By: Chef Rick Powless
Recently, the Government of Ontario’s Minster of Education dropped a list of changes being made to our education system. Teachers are opposed to these changes because they affect the success well-being of our students. So yes, the teachers are protesting. Their jobs are at stake. The students are protesting as well which has caused some to say that the students are being used as pawns in this political atmosphere. Supporters of the government’s changes believe this full-heartedly, saying the union should be more mature than this. I say, unless you have been in a classroom with these students, who really wants to hear your opinion?
These students have taken their education seriously, and are the new generation of student…the future of our province. They have a voice, and they will use it. They have chosen to protest changes that directly impact their opportunity for choice and for success. The school boards, the school administrators, the teachers and especially the students know that these change will only bring uncertainty…larger classroom sizes, integrating students into classrooms where the proper support systems will not be there (cutting EAs) and ultimately…decreasing the number of teachers within the school boards. There is an estimated 5,500 teacher to lose their jobs within the next 4 (four) years.

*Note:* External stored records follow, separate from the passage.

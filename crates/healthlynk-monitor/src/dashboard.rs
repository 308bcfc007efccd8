//! Live dashboard state and its periodic tick task
//!
//! The tick task is owned by a `TickHandle`. It runs while the dashboard is
//! started and has active conditions, follows condition changes (including
//! from none to some), and is stopped by `dispose` or by dropping the
//! dashboard.

use crate::alerts::{AlertGenerator, AlertLog, HealthAlert};
use crate::config::MonitorConfig;
use crate::estimator::estimate;
use crate::metrics::{default_metrics, seed_conditions, HealthCondition, HealthMetric};
use crate::random::RandomSource;
use healthlynk_core::Severity;
use serde::{Deserialize, Serialize};
use std::sync::{Arc, Mutex, MutexGuard, PoisonError};
use std::time::Duration;
use tokio::sync::mpsc;
use tokio::task::JoinHandle;
use tokio::time::{interval_at, Instant, MissedTickBehavior};
use tracing::{debug, info};

/// Everything the dashboard displays
#[derive(Debug, Clone, PartialEq, Serialize, Deserialize)]
pub struct DashboardState {
    pub metrics: Vec<HealthMetric>,
    pub alerts: AlertLog,
    pub conditions: Vec<HealthCondition>,
    /// Ticks applied so far
    pub ticks: u64,
}

impl DashboardState {
    /// Starting metrics, the two seed conditions and two seed alerts
    pub fn seeded(alert_capacity: usize) -> Self {
        let mut alerts = AlertLog::new(alert_capacity);
        alerts.push(HealthAlert::new(
            Severity::Moderate,
            "Blood pressure slightly elevated. Monitor for changes.",
        ));
        alerts.push(HealthAlert::new(
            Severity::Mild,
            "Increased stress levels detected. Consider taking a break.",
        ));

        Self {
            metrics: default_metrics(),
            alerts,
            conditions: seed_conditions(),
            ticks: 0,
        }
    }

    /// Apply one tick: re-estimate every metric, then draw alerts
    pub fn tick(&mut self, generator: &AlertGenerator, rng: &mut dyn RandomSource) {
        self.metrics = self
            .metrics
            .iter()
            .map(|m| estimate(m, &self.conditions, rng))
            .collect();

        for alert in generator.generate(&self.conditions, rng) {
            self.alerts.push(alert);
        }
        self.ticks += 1;
    }

    pub fn metric(&self, name: &str) -> Option<&HealthMetric> {
        self.metrics.iter().find(|m| m.name == name)
    }
}

struct Shared {
    state: DashboardState,
    rng: Box<dyn RandomSource>,
}

fn lock(shared: &Mutex<Shared>) -> MutexGuard<'_, Shared> {
    shared.lock().unwrap_or_else(PoisonError::into_inner)
}

/// Running tick task; aborted on drop
struct TickHandle {
    shutdown_tx: mpsc::Sender<()>,
    task: JoinHandle<()>,
}

impl TickHandle {
    fn stop(self) {
        let _ = self.shutdown_tx.try_send(());
        self.task.abort();
    }
}

impl Drop for TickHandle {
    fn drop(&mut self) {
        self.task.abort();
    }
}

pub struct Dashboard {
    shared: Arc<Mutex<Shared>>,
    config: MonitorConfig,
    generator: AlertGenerator,
    ticker: Option<TickHandle>,
    /// `start` was called and `stop` has not been called since
    started: bool,
    disposed: bool,
}

impl Dashboard {
    /// A dashboard over the seeded state. Call `start` to begin ticking.
    pub fn new(config: MonitorConfig, rng: Box<dyn RandomSource>) -> Self {
        let state = DashboardState::seeded(config.alert_capacity);
        Self::with_state(config, state, rng)
    }

    pub fn with_state(
        config: MonitorConfig,
        state: DashboardState,
        rng: Box<dyn RandomSource>,
    ) -> Self {
        let generator = AlertGenerator::new(config.alert_threshold);
        Self {
            shared: Arc::new(Mutex::new(Shared { state, rng })),
            config,
            generator,
            ticker: None,
            started: false,
            disposed: false,
        }
    }

    /// Begin ticking. With no active conditions the dashboard stays idle
    /// until `set_conditions` supplies some. Does nothing once disposed.
    /// Must be called within a tokio runtime.
    pub fn start(&mut self) {
        if self.disposed {
            return;
        }
        self.started = true;
        self.spawn_ticker();
    }

    fn spawn_ticker(&mut self) {
        if self.ticker.is_some() {
            return;
        }
        if lock(&self.shared).state.conditions.is_empty() {
            debug!("no active conditions, dashboard idle");
            return;
        }

        let (shutdown_tx, mut shutdown_rx) = mpsc::channel::<()>(1);
        let shared = Arc::clone(&self.shared);
        let generator = self.generator;
        // interval_at panics on a zero period
        let period = self.config.tick_interval.max(Duration::from_millis(1));

        let task = tokio::spawn(async move {
            let mut interval = interval_at(Instant::now() + period, period);
            interval.set_missed_tick_behavior(MissedTickBehavior::Delay);
            loop {
                tokio::select! {
                    _ = interval.tick() => {
                        let mut guard = lock(&shared);
                        let Shared { state, rng } = &mut *guard;
                        state.tick(&generator, rng.as_mut());
                        debug!(tick = state.ticks, alerts = state.alerts.len(), "dashboard tick");
                    }
                    _ = shutdown_rx.recv() => {
                        debug!("dashboard tick task received shutdown signal");
                        break;
                    }
                }
            }
        });

        info!(interval_ms = period.as_millis() as u64, "dashboard started");
        self.ticker = Some(TickHandle { shutdown_tx, task });
    }

    /// Stop ticking without disposing; `start` may be called again
    pub fn stop(&mut self) {
        self.started = false;
        self.stop_ticker();
    }

    fn stop_ticker(&mut self) {
        if let Some(ticker) = self.ticker.take() {
            ticker.stop();
        }
    }

    /// Replace the active conditions. A started dashboard restarts its tick
    /// task, or goes idle when `conditions` is empty.
    pub fn set_conditions(&mut self, conditions: Vec<HealthCondition>) {
        self.stop_ticker();
        lock(&self.shared).state.conditions = conditions;
        if self.started && !self.disposed {
            self.spawn_ticker();
        }
    }

    /// Apply one tick immediately, outside the timer
    pub fn tick_now(&self) {
        let mut guard = lock(&self.shared);
        let Shared { state, rng } = &mut *guard;
        state.tick(&self.generator, rng.as_mut());
    }

    pub fn snapshot(&self) -> DashboardState {
        lock(&self.shared).state.clone()
    }

    pub fn is_running(&self) -> bool {
        self.ticker.is_some()
    }

    pub fn is_disposed(&self) -> bool {
        self.disposed
    }

    /// Stop the tick task for good
    pub fn dispose(&mut self) {
        self.stop();
        if !self.disposed {
            self.disposed = true;
            info!("dashboard disposed");
        }
    }
}

impl Drop for Dashboard {
    fn drop(&mut self) {
        self.stop_ticker();
    }
}
use healthlynk_chat::{Notification, Notifier, TracingNotifier};
use healthlynk_records::Settings;

/// Prints notifications to stderr
pub struct ConsoleNotifier;

impl Notifier for ConsoleNotifier {
    fn notify(&self, notification: Notification) {
        let marker = if notification.destructive { "!" } else { "*" };
        eprintln!("[{marker}] {}: {}", notification.title, notification.description);
    }
}

/// Console output unless notifications are turned off, in which case they only reach the log
pub fn notifier(settings: &Settings) -> Box<dyn Notifier> {
    if settings.notifications_enabled {
        Box::new(ConsoleNotifier)
    } else {
        Box::new(TracingNotifier)
    }
}
mod common;

use common::{healthlynk, healthlynk_with_stdin, stderr, stdout};
use tempfile::TempDir;

#[test]
fn test_classify_prints_condition_and_guidance() {
    let home = TempDir::new().unwrap();
    let output = healthlynk(home.path(), &["classify", "I", "have", "a", "bad", "cough"]);

    assert!(output.status.success(), "{}", stderr(&output));
    let text = stdout(&output);
    assert!(text.contains("Condition: cough"));
    assert!(text.contains("Severity: mild"));
    assert!(text.contains("Cough Management"));
}

#[test]
fn test_classify_json() {
    let home = TempDir::new().unwrap();
    let output = healthlynk(home.path(), &["classify", "--json", "I can't breathe"]);

    assert!(output.status.success());
    let value: serde_json::Value = serde_json::from_str(&stdout(&output)).unwrap();
    assert_eq!(value["condition"], "emergency");
    assert_eq!(value["severity"], "severe");
}

#[test]
fn test_classify_miss_json_is_null() {
    let home = TempDir::new().unwrap();
    let output = healthlynk(home.path(), &["classify", "--json", "all good"]);

    let value: serde_json::Value = serde_json::from_str(&stdout(&output)).unwrap();
    assert!(value["condition"].is_null());
    assert!(value["severity"].is_null());
}

#[test]
fn test_guidance_for_moderate_lists_doctors() {
    let home = TempDir::new().unwrap();
    let output = healthlynk(home.path(), &["guidance", "fever"]);

    assert!(output.status.success());
    let text = stdout(&output);
    assert!(text.contains("Symptom: fever (moderate)"));
    assert!(text.contains("Dr. Sarah Johnson"));
}

#[test]
fn test_guidance_unknown_condition_fails() {
    let home = TempDir::new().unwrap();
    let output = healthlynk(home.path(), &["guidance", "rash"]);
    assert!(!output.status.success());
}

#[test]
fn test_history_referrals() {
    let home = TempDir::new().unwrap();
    let output = healthlynk(home.path(), &["history", "--referrals"]);

    let text = stdout(&output);
    assert!(text.starts_with("Doctor referrals (1)"));
    assert!(text.contains("High Fever with Rash"));
    assert!(!text.contains("Tension Headache"));
}

#[test]
fn test_settings_round_trip() {
    let home = TempDir::new().unwrap();

    let output = healthlynk(home.path(), &["settings", "set", "volume", "35"]);
    assert!(output.status.success(), "{}", stderr(&output));
    assert!(home.path().join("settings.json").exists());

    let output = healthlynk(home.path(), &["settings"]);
    let value: serde_json::Value = serde_json::from_str(&stdout(&output)).unwrap();
    assert_eq!(value["voiceVolume"], 35);
    assert_eq!(value["voiceEnabled"], true);

    let output = healthlynk(home.path(), &["settings", "reset"]);
    let value: serde_json::Value = serde_json::from_str(&stdout(&output)).unwrap();
    assert_eq!(value["voiceVolume"], 80);
}

#[test]
fn test_settings_rejects_unknown_key() {
    let home = TempDir::new().unwrap();
    let output = healthlynk(home.path(), &["settings", "set", "font", "12"]);
    assert!(!output.status.success());
    assert!(!home.path().join("settings.json").exists());
}

#[test]
fn test_monitor_runs_fixed_ticks() {
    let home = TempDir::new().unwrap();
    let output = healthlynk(
        home.path(),
        &["monitor", "--ticks", "2", "--seed", "7", "--interval-ms", "20"],
    );

    assert!(output.status.success(), "{}", stderr(&output));
    let text = stdout(&output);
    assert!(text.starts_with("Tick 0\n"));
    assert!(text.contains("Body Temperature"));
    assert!(text.contains("Alerts:"));
}

#[test]
fn test_offline_chat_session_and_export() {
    let home = TempDir::new().unwrap();
    let transcript = home.path().join("transcript.json");
    let pdf = home.path().join("consultation.pdf");
    let input = "I have a headache\n\n/guidance\nthanks\n/quit\n";

    let output = healthlynk_with_stdin(
        home.path(),
        &[
            "chat",
            "--offline",
            "--save",
            transcript.to_str().unwrap(),
        ],
        input,
    );
    assert!(output.status.success(), "{}", stderr(&output));

    let text = stdout(&output);
    assert!(text.contains("Assistant: Hello! I'm your healthcare assistant."));
    assert!(text.contains("Assistant: Can you describe the intensity and location of your headache?"));
    assert!(text.contains("Headache Relief"));
    assert!(text.contains("Assistant: You're welcome!"));

    let saved: Vec<serde_json::Value> =
        serde_json::from_str(&std::fs::read_to_string(&transcript).unwrap()).unwrap();
    // greeting + two exchanges; the blank line sends nothing
    assert_eq!(saved.len(), 5);
    assert_eq!(saved[1]["role"], "user");

    let output = healthlynk(
        home.path(),
        &[
            "export",
            transcript.to_str().unwrap(),
            "--output",
            pdf.to_str().unwrap(),
            "--patient",
            "Ada",
        ],
    );
    assert!(output.status.success(), "{}", stderr(&output));
    assert!(std::fs::read(&pdf).unwrap().starts_with(b"%PDF"));
}

#[test]
fn test_chat_voice_reports_unsupported() {
    let home = TempDir::new().unwrap();
    let output = healthlynk_with_stdin(home.path(), &["chat", "--offline"], "/voice\n/quit\n");

    assert!(output.status.success());
    assert!(stderr(&output).contains("Voice Recognition Not Supported"));
}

Why do I bring all of this up? Many people who are NOT teachers like to say that teachers are lazy, over-paid and deserve to be scrutinized as such. Teachers have weekends off, holidays and summers off. Teaching is an easy thing to do and some believe that if you are a teacher, it’s because they can’t find a real job. Ridiculous! We work on weekends, reading and marking essays, projects and assignments. We have to adjust our lesson plans when they do not work or because the lesson doesn’t fit the group of students in that semester. We take AQs (Advanced Qualifications) which give us the skills and abilities to teach our students in many different programs and courses. Oh, besides that we also fit in a social life and/or a family life. We also have children. We coach after school sports and social clubs on a volunteer basis. We give our time to work with students before, after and throughout the school day when we give up our lunch or prep time to ensure our students are supported, mentored and encouraged to do their very best.
When someone says, “What do you make as a teacher” remember this conversation I had with a grade 10 (ten) science class, on a Friday afternoon I was doing an on-call for as their teacher was taking the girls’ rugby team to a tournament:
The students were given “busy” work. Reading and answering questions in a textbook. The class had finished early and wanted to have a conversation on what I actually taught, which is Hospitality and Tourism. I mentioned that what I teach can have a relationship with other courses, including science. Baking is all based on science. Chemical reactions when adding yeast or baking powder to flour, eggs and water. Geography because all food comes from somewhere. History because at some point in time, food came to be, not just from a country or region, but when as well. We began to talk about GMOs and the environment. I mentioned that what we have done to the soil and water has had an impact on our foods and food systems. It was a very engaging conversation with this class.
I then mentioned that this will be the generation to begin repairs to our environment. Then the discussion became interesting. There is always that one student who is a “wise guy” and I had one in this class. He barked out, “Why is your generation blaming us for what you did to the environment?” My response silenced the class. “We are not blaming you for the mistakes we made. We didn’t know that what we were doing would affect the environment as it did, or we were too ignorant to care. What we are asking is that you make changes to begin the repair of our planet.” Was my reply. I added, “You are the generation that will find solutions for our problems.”
I took this conversation one step further. I asked if any students in this class had allergies. A few hands went up. I then asked if anyone had more than one intolerance or allergy. This girl put up her hand. I asked her conditions. She said she was lactose intolerant and recently, she was diagnosed with Celiac. She seemed quite upset about this. I had to mention that 30 years ago, we didn’t have these issues as prominently as they are visible today. The class was silent. I then asked this one boy what hos plans were after high school. He mentioned he would like to go to school, most likely university. He really liked science and might consider going into the field of science. That was my cue to tie all of this together.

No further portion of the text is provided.